Okay, so, Sam, the Marvels may have had the lowest grossing opening for any movie to come out of the Marvel Cinematic Universe, the MCU.
But it was also released after a month-long SAG-ACRA protest, right?
So, promotion of any kind was totally forbidden.
So, what's the chatter in the lead up to this movie been like?
Well, I mean, there have been signs that there are problems with the Marvels for
a long time. Certainly the strike is one of them. The fact that you have,
you know, an incredibly charismatic cast, but two of the main members of whom have not sort
of been in Marvel movies before. Brie Larson, of course, is returning from the first Captain
Marvel movie, which made over a billion dollars at the box office worldwide.
So you're not from around here.
It's hard to explain.
But Tatiana Paris and Iman Valani are actors who will be mostly familiar to people from
the Marvel TV shows, WandaVision and Ms. Marvel.
And not everyone has seen those.
They're incredibly charismatic.
And I think if they'd been out there on the road for the last few months,
hyping up this movie, that probably would have helped.
But there have been signs that blood was in the water for quite a long time.
Among other things, this movie was originally scheduled to open in June,
the weekend after the now sort of famous Barbenheimer confluence.
Do you guys ever think about dying?
And now I have become death.
Destroyer of worlds.
And Marvel uncharacteristically blinked.
They are usually other people move their movies to get out of the way of Marvel.

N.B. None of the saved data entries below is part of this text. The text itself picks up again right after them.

//! Logging infrastructure for the h5glance library.
//!
//! Diagnostics go to stderr so they never mix with rendered trees on stdout.
//! The [`Logger`] can be used directly or installed as the `log` backend,
//! which is how the library's internal `log::debug!` calls become visible.

use std::fmt;

/// Environment variable holding the default [`LogLevel`].
pub const LOG_MODE_VAR: &str = "H5GLANCE_LOG_MODE";

/// How much diagnostic output to show.
///
/// # Examples
///
/// ```
/// use h5glance::LogLevel;
///
/// assert!(LogLevel::Quiet < LogLevel::Normal);
/// assert!(LogLevel::Normal < LogLevel::Verbose);
/// ```
#[derive(Debug, Clone, Copy, PartialEq, Eq, PartialOrd, Ord)]
pub enum LogLevel {
    /// Nothing at all.
    Quiet,
    /// Errors and warnings.
    Normal,
    /// Everything, including walk and pager decisions.
    Verbose,
}

impl LogLevel {
    const NAMES: [(&'static str, Self); 3] = [
        ("quiet", Self::Quiet),
        ("normal", Self::Normal),
        ("verbose", Self::Verbose),
    ];

    /// Parses a level name, ignoring case.
    ///
    /// # Errors
    ///
    /// Returns a message naming the bad value if it is not one of `quiet`,
    /// `normal` or `verbose`.
    ///
    /// # Examples
    ///
    /// ```
    /// use h5glance::LogLevel;
    ///
    /// assert_eq!(LogLevel::parse("VERBOSE").unwrap(), LogLevel::Verbose);
    /// assert!(LogLevel::parse("loud").is_err());
    /// ```
    pub fn parse(s: &str) -> Result<Self, String> {
        Self::NAMES
            .iter()
            .find(|(name, _)| name.eq_ignore_ascii_case(s))
            .map(|&(_, level)| level)
            .ok_or_else(|| format!("invalid log level: {s}"))
    }

    /// The most verbose `log` filter that passes at this level.
    #[must_use]
    pub const fn level_filter(self) -> log::LevelFilter {
        match self {
            Self::Quiet => log::LevelFilter::Off,
            Self::Normal => log::LevelFilter::Warn,
            Self::Verbose => log::LevelFilter::Debug,
        }
    }
}

impl fmt::Display for LogLevel {
    fn fmt(&self, f: &mut fmt::Formatter<'_>) -> fmt::Result {
        let name = Self::NAMES
            .iter()
            .find(|(_, level)| level == self)
            .map_or("unknown", |(name, _)| *name);
        f.write_str(name)
    }
}

/// Writes tagged diagnostics to stderr.
///
/// # Examples
///
/// ```
/// use h5glance::{Logger, LogLevel};
///
/// let logger = Logger::new(LogLevel::Normal);
/// logger.warn("attribute could not be read");
/// logger.debug("not printed at Normal");
/// ```
#[derive(Debug, Clone, Copy)]
pub struct Logger {
    level: LogLevel,
}

impl Logger {
    /// A logger showing messages up to `level`.
    #[must_use]
    pub const fn new(level: LogLevel) -> Self {
        Self { level }
    }

    /// The level this logger was created with.
    #[must_use]
    pub const fn level(&self) -> LogLevel {
        self.level
    }

    fn emit(&self, record_level: log::Level, message: &str) {
        if record_level <= self.level.level_filter() {
            let tag = match record_level {
                log::Level::Error => "error",
                log::Level::Warn => "warning",
                log::Level::Info => "info",
                log::Level::Debug | log::Level::Trace => "debug",
            };
            eprintln!("h5glance: {tag}: {message}");
        }
    }

    /// Shown unless quiet.
    pub fn error(&self, message: &str) {
        self.emit(log::Level::Error, message);
    }

    /// Shown unless quiet.
    pub fn warn(&self, message: &str) {
        self.emit(log::Level::Warn, message);
    }

    /// Shown when verbose.
    pub fn info(&self, message: &str) {
        self.emit(log::Level::Info, message);
    }

    /// Shown when verbose.
    pub fn debug(&self, message: &str) {
        self.emit(log::Level::Debug, message);
    }

    /// Installs this logger as the global `log` backend.
    ///
    /// Returns `false` if another backend was installed first; the level
    /// filter is applied either way.
    pub fn install(self) -> bool {
        let filter = self.level.level_filter();
        let installed = log::set_boxed_logger(Box::new(self)).is_ok();
        log::set_max_level(filter);
        installed
    }
}

impl Default for Logger {
    fn default() -> Self {
        Self::new(LogLevel::Normal)
    }
}

impl log::Log for Logger {
    fn enabled(&self, metadata: &log::Metadata<'_>) -> bool {
        metadata.level() <= self.level.level_filter()
    }

    fn log(&self, record: &log::Record<'_>) {
        self.emit(record.level(), &record.args().to_string());
    }

    fn flush(&self) {}
}

/// Picks the log level for this process.
///
/// `--verbose` beats `--quiet`, either flag beats the level resolved into
/// [`Config::log_level`](crate::Config::log_level), and with neither the
/// level is [`LogLevel::Normal`].
///
/// # Examples
///
/// ```
/// use h5glance::{init_logger, LogLevel};
///
/// assert_eq!(init_logger(false, false, None).level(), LogLevel::Normal);
/// assert_eq!(init_logger(false, true, Some(LogLevel::Verbose)).level(), LogLevel::Quiet);
/// ```
#[must_use]
pub fn init_logger(verbose: bool, quiet: bool, configured: Option<LogLevel>) -> Logger {
    let level = match (verbose, quiet) {
        (true, _) => LogLevel::Verbose,
        (false, true) => LogLevel::Quiet,
        (false, false) => configured.unwrap_or(LogLevel::Normal),
    };
    Logger::new(level)
}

Marvel, in this case, moved the movie several months later amid reports that they were kind of reshooting it and recutting it, trying to fix it in post. Director Nia DaCosta was saying
at one point, you know, look, this isn't really my movie. This is Marvel's movie. It's Kevin
Feige's movie, which is true of all of them and everyone knows, but the directors usually don't
say. Then Marvel, it seemed like, was trying to throw DaCosta under the bus in the
last couple of weeks, sort of putting out these anonymously sourced reports about how she had
started making another movie while she was in post-production on this one, which again is
very usual and happens all the time. But it just seemed like there were a lot of people were
putting things out to prepare for this to be a huge failure. And as you said, it really ended up being that.

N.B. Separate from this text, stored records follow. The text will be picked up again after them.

//! Completion of in-file object paths.

use crate::container::{join_path, normalize_path, Container, ObjectKind};
use crate::error::Result;

/// Completes partially typed object paths.
///
/// Paths are written without a leading slash, as they appear after
/// `<file>/` in the prompt. The last component is matched
/// case-insensitively against the members of its group; groups are
/// suggested with a trailing `/` so completion can continue into them.
///
/// # Examples
///
/// ```
/// use h5glance::{Datatype, MemoryContainer, PathCompleter};
///
/// let mut file = MemoryContainer::new("sample.h5");
/// file.create_dataset("/Group1/data", Datatype::int(8), &[3]).unwrap();
/// file.create_dataset("/group2", Datatype::int(8), &[3]).unwrap();
///
/// let mut completer = PathCompleter::new(&file);
/// assert_eq!(completer.completions("gr").unwrap(), vec!["Group1/", "group2"]);
/// assert_eq!(completer.completions("Group1/d").unwrap(), vec!["Group1/data"]);
/// ```
pub struct PathCompleter<'a> {
    container: &'a dyn Container,
    cache: Option<(String, Vec<String>)>,
}

impl<'a> PathCompleter<'a> {
    /// A completer over `container`.
    #[must_use]
    pub fn new(container: &'a dyn Container) -> Self {
        Self {
            container,
            cache: None,
        }
    }

    /// Candidate paths extending `text`, sorted by name.
    ///
    /// The result for the most recent `text` is cached, since line editors
    /// ask for the same completions once per candidate.
    ///
    /// # Errors
    ///
    /// Returns [`Error::NotFound`](crate::Error::NotFound) if the part of
    /// `text` before the last `/` is not a group.
    pub fn completions(&mut self, text: &str) -> Result<Vec<String>> {
        if let Some((cached, results)) = &self.cache {
            if cached == text {
                return Ok(results.clone());
            }
        }

        let (parent, prefix) = match text.rsplit_once('/') {
            Some((parent, prefix)) => (parent, prefix),
            None => ("", text),
        };
        let group = normalize_path(parent);
        let lead = if parent.is_empty() {
            String::new()
        } else {
            format!("{parent}/")
        };

        let prefix = prefix.to_lowercase();
        let mut names = self.container.list_children(&group)?;
        names.sort();

        let results: Vec<String> = names
            .into_iter()
            .filter(|name| name.to_lowercase().starts_with(&prefix))
            .map(|name| {
                let is_group = self
                    .container
                    .metadata(&join_path(&group, &name))
                    .is_ok_and(|meta| meta.kind == ObjectKind::Group);
                let slash = if is_group { "/" } else { "" };
                format!("{lead}{name}{slash}")
            })
            .collect();

        self.cache = Some((text.to_string(), results.clone()));
        Ok(results)
    }

    /// The `state`-th candidate for `text`, as readline-style completers
    /// are queried; `None` past the end or on error.
    pub fn complete(&mut self, text: &str, state: usize) -> Option<String> {
        self.completions(text).ok()?.into_iter().nth(state)
    }
}

#[cfg(test)]
mod tests {
    use super::*;
    use crate::container::MemoryContainer;
    use crate::datatype::Datatype;

    fn sample() -> MemoryContainer {
        let mut file = MemoryContainer::new("sample.h5");
        file.create_dataset("/group1/subgroup1/dataset1", Datatype::uint(64), &[200])
            .unwrap();
        file.create_dataset("/group1/subgroup2/dataset1", Datatype::int(16), &[12])
            .unwrap();
        file.create_dataset("/group1/dataset2", Datatype::float(32), &[3])
            .unwrap();
        file.link_soft("/latest", "/group1").unwrap();
        file
    }

    #[test]
    fn test_top_level() {
        let file = sample();
        let mut completer = PathCompleter::new(&file);
        assert_eq!(completer.completions("").unwrap(), vec!["group1/", "latest/"]);
    }

    #[test]
    fn test_nested_prefix() {
        let file = sample();
        let mut completer = PathCompleter::new(&file);
        assert_eq!(
            completer.completions("group1/SUB").unwrap(),
            vec!["group1/subgroup1/", "group1/subgroup2/"]
        );
        assert_eq!(
            completer.completions("group1/d").unwrap(),
            vec!["group1/dataset2"]
        );
    }

    #[test]
    fn test_complete_by_state() {
        let file = sample();
        let mut completer = PathCompleter::new(&file);
        assert_eq!(completer.complete("group1/s", 1).as_deref(), Some("group1/subgroup2/"));
        assert_eq!(completer.complete("group1/s", 2), None);
        assert_eq!(completer.complete("nope/x", 0), None);
    }

    #[test]
    fn test_missing_group() {
        let file = sample();
        let mut completer = PathCompleter::new(&file);
        assert!(completer.completions("missing/").unwrap_err().is_not_found());
    }
}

Even a month ago, the movie was tracking the predictions where it would open to around 70
to 80 million in the US, which is pretty bad for Marvel, but not terrible. It ended up with
a little over 45 million, which is worse than... You have to go back to 2008, the Incredible Hulk movie that was so bad,
it almost killed the MCU at birth, to get something that's even close to this. So it's
really a staggering drop off for what is, I think, by any measure, the biggest and most dominant
franchise in the entire history of movies.

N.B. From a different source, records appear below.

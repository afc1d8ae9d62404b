//! Box-drawing text rendering of display trees.

use std::io::{self, IsTerminal, Write};

use crate::config::Config;
use crate::container::Container;
use crate::error::Result;
use crate::output::Colors;
use crate::tree::{TreeNode, TreeWalker, VisitedSet, WalkOptions};

/// Renders a [`TreeNode`] as indented lines.
///
/// Children hang off `├` and `└` connectors; deeper levels are indented by
/// `│ ` under an unfinished parent and two spaces under a last child.
///
/// # Examples
///
/// ```
/// use h5glance::output::TextTreeRenderer;
/// use h5glance::tree::{NodeKind, TreeNode};
///
/// let mut root = TreeNode::leaf("sample.h5", "", NodeKind::Group);
/// root.children.push(TreeNode::leaf("a", "\t[int16: 12]", NodeKind::Dataset));
/// root.children.push(TreeNode::leaf("b", "\t-> /a", NodeKind::Link));
///
/// let lines = TextTreeRenderer::plain().render(&root);
/// assert_eq!(lines, vec!["sample.h5", "├a\t[int16: 12]", "└b\t-> /a"]);
/// ```
#[derive(Debug, Clone, Copy)]
pub struct TextTreeRenderer {
    colors: Colors,
}

struct Frame<'a> {
    children: &'a [TreeNode],
    idx: usize,
    prefix: String,
}

impl TextTreeRenderer {
    /// A renderer that colours labels when `colors` is set.
    #[must_use]
    pub const fn new(colors: bool) -> Self {
        Self {
            colors: if colors { Colors::DEFAULT } else { Colors::NONE },
        }
    }

    /// A renderer without colours.
    #[must_use]
    pub const fn plain() -> Self {
        Self::new(false)
    }

    /// A renderer following the configured colour policy for stdout.
    #[must_use]
    pub fn from_config(config: &Config) -> Self {
        Self::new(config.colors.resolve(io::stdout().is_terminal()))
    }

    /// The escape codes in use.
    #[must_use]
    pub const fn colors(&self) -> Colors {
        self.colors
    }

    /// A node's own line, without any prefix.
    #[must_use]
    pub fn line(&self, node: &TreeNode) -> String {
        format!("{}{}", self.colors.paint(&node.label, node.kind), node.detail)
    }

    /// Render the whole tree into lines.
    #[must_use]
    pub fn render(&self, node: &TreeNode) -> Vec<String> {
        let mut lines = Vec::with_capacity(node.line_count());
        self.render_into(node, "", "", &mut lines);
        lines
    }

    fn render_into(&self, node: &TreeNode, first: &str, rest: &str, lines: &mut Vec<String>) {
        lines.push(format!("{first}{}", self.line(node)));
        let last = node.children.len().saturating_sub(1);
        for (i, child) in node.children.iter().enumerate() {
            let (connector, indent) = connectors(i == last);
            self.render_into(
                child,
                &format!("{rest}{connector}"),
                &format!("{rest}{indent}"),
                lines,
            );
        }
    }

    /// Write the tree line by line.
    ///
    /// Produces the same text as [`TextTreeRenderer::render`] with a newline
    /// after every line, without recursing.
    ///
    /// # Errors
    ///
    /// Returns any error from the writer.
    pub fn print_tree(&self, node: &TreeNode, out: &mut dyn Write) -> io::Result<()> {
        writeln!(out, "{}", self.line(node))?;

        let mut stack = vec![Frame {
            children: &node.children,
            idx: 0,
            prefix: String::new(),
        }];

        while let Some(frame) = stack.last_mut() {
            if frame.idx >= frame.children.len() {
                stack.pop();
                continue;
            }

            let children = frame.children;
            let child = &children[frame.idx];
            frame.idx += 1;
            let is_last = frame.idx == children.len();
            let (connector, indent) = connectors(is_last);

            writeln!(out, "{}{connector}{}", frame.prefix, self.line(child))?;

            if !child.children.is_empty() {
                let prefix = format!("{}{indent}", frame.prefix);
                stack.push(Frame {
                    children: &child.children,
                    idx: 0,
                    prefix,
                });
            }
        }
        Ok(())
    }

    /// Render the tree to a string with a trailing newline.
    #[must_use]
    pub fn render_to_string(&self, node: &TreeNode) -> String {
        let mut text = self.render(node).join("\n");
        text.push('\n');
        text
    }
}

impl Default for TextTreeRenderer {
    fn default() -> Self {
        Self::plain()
    }
}

const fn connectors(is_last: bool) -> (&'static str, &'static str) {
    if is_last {
        ("└", "  ")
    } else {
        ("├", "│ ")
    }
}

/// Render a group as plain text, labelled `<filename>/<path>`.
///
/// `max_depth` works as in [`TreeWalker::walk`]; one level is the usual
/// choice for embedding a quick overview elsewhere.
///
/// # Errors
///
/// Returns an error if the object at `path` cannot be inspected.
///
/// # Examples
///
/// ```
/// use h5glance::{group_to_string, Datatype, MemoryContainer};
///
/// let mut file = MemoryContainer::new("sample.h5");
/// file.create_dataset("/group1/sub/data", Datatype::uint(8), &[4]).unwrap();
///
/// let text = group_to_string(&file, "/group1", false, Some(1)).unwrap();
/// assert_eq!(text, "sample.h5/group1\n└sub\t(1 children)\n");
/// ```
pub fn group_to_string(
    container: &dyn Container,
    path: &str,
    expand_attrs: bool,
    max_depth: Option<usize>,
) -> Result<String> {
    let label = format!("{}/{}", container.filename(), path.trim_start_matches('/'));
    let walker = TreeWalker::new(
        container,
        WalkOptions {
            expand_attrs,
            ..WalkOptions::default()
        },
    );
    let tree = walker.walk(path, &label, max_depth, &mut VisitedSet::new())?;
    Ok(TextTreeRenderer::plain().render_to_string(&tree))
}

#[cfg(test)]
mod tests {
    use super::*;
    use crate::tree::NodeKind;

    fn nested() -> TreeNode {
        let mut sub1 = TreeNode::leaf("subgroup1", "", NodeKind::Group);
        sub1.children
            .push(TreeNode::leaf("dataset1", "\t[uint64: 200]", NodeKind::Dataset));
        let mut sub2 = TreeNode::leaf("subgroup2", "", NodeKind::Group);
        sub2.children
            .push(TreeNode::leaf("dataset1", "\t[int16: 12]", NodeKind::Dataset));
        let mut group1 = TreeNode::leaf("group1", "", NodeKind::Group);
        group1.children.push(sub1);
        group1.children.push(sub2);
        let mut root = TreeNode::leaf("sample.h5", "", NodeKind::Group);
        root.children.push(group1);
        root.children
            .push(TreeNode::leaf("link", "\t-> /group1", NodeKind::Link));
        root
    }

    #[test]
    fn test_render_prefixes() {
        let lines = TextTreeRenderer::plain().render(&nested());
        assert_eq!(
            lines,
            vec![
                "sample.h5",
                "├group1",
                "│ ├subgroup1",
                "│ │ └dataset1\t[uint64: 200]",
                "│ └subgroup2",
                "│   └dataset1\t[int16: 12]",
                "└link\t-> /group1",
            ]
        );
    }

    #[test]
    fn test_print_tree_matches_render() {
        let renderer = TextTreeRenderer::new(true);
        let tree = nested();
        let mut out = Vec::new();
        renderer.print_tree(&tree, &mut out).unwrap();
        assert_eq!(String::from_utf8(out).unwrap(), renderer.render_to_string(&tree));
    }

    #[test]
    fn test_colored_line() {
        let renderer = TextTreeRenderer::new(true);
        let node = TreeNode::leaf("dataset1", "\t[int16: 12]", NodeKind::Dataset);
        assert_eq!(renderer.line(&node), "\u{1b}[1mdataset1\u{1b}[0m\t[int16: 12]");
        let link = TreeNode::leaf("l", "\t-> /x", NodeKind::Link);
        assert_eq!(renderer.line(&link), "\u{1b}[95ml\u{1b}[0m\t-> /x");
    }

    #[test]
    fn test_single_node() {
        let node = TreeNode::leaf("only", "", NodeKind::Plain);
        assert_eq!(TextTreeRenderer::plain().render_to_string(&node), "only\n");
    }
}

Let's go back to Nia DaCosta for a minute, the director.
So she's the first Black woman to direct one of these Marvel movies.
And then, you know, we've got three female superheroes.
Two of them are women of color.
And we've seen that before in other movies.
Like, I'm thinking of Ghostbusters here, for instance, where we'll see a movie come out with, say, strong female leads or a diverse cast, and then they'll get review bombed even before a lot of people have watched it.
Has that been a factor here?
I think the review bombing has certainly been happening in people who don't like that movies that Marvel and Disney have gone sort of quote unquote woke. I do think that that in the case of Marvel, at least that faction is much sort of noisier than it is big. I think this is a group of sort of loud mouth malcontents, but I don't
know if they actually have a huge effect on this. If you look at the overall history of Marvel,
two of the 10 highest grossing Marvel movies of all time are Black Panther and the first
Captain Marvel. So while there are some people who are annoyed at any of these movies, don't
focus on a white man or isn't made by a white man, Marvel's audience has historically been
willing to go along with that. And a lot of cases even embrace that. I mean, there are a lot of
people who think it's great that Marvel is pushing diversity both in front of and behind the camera.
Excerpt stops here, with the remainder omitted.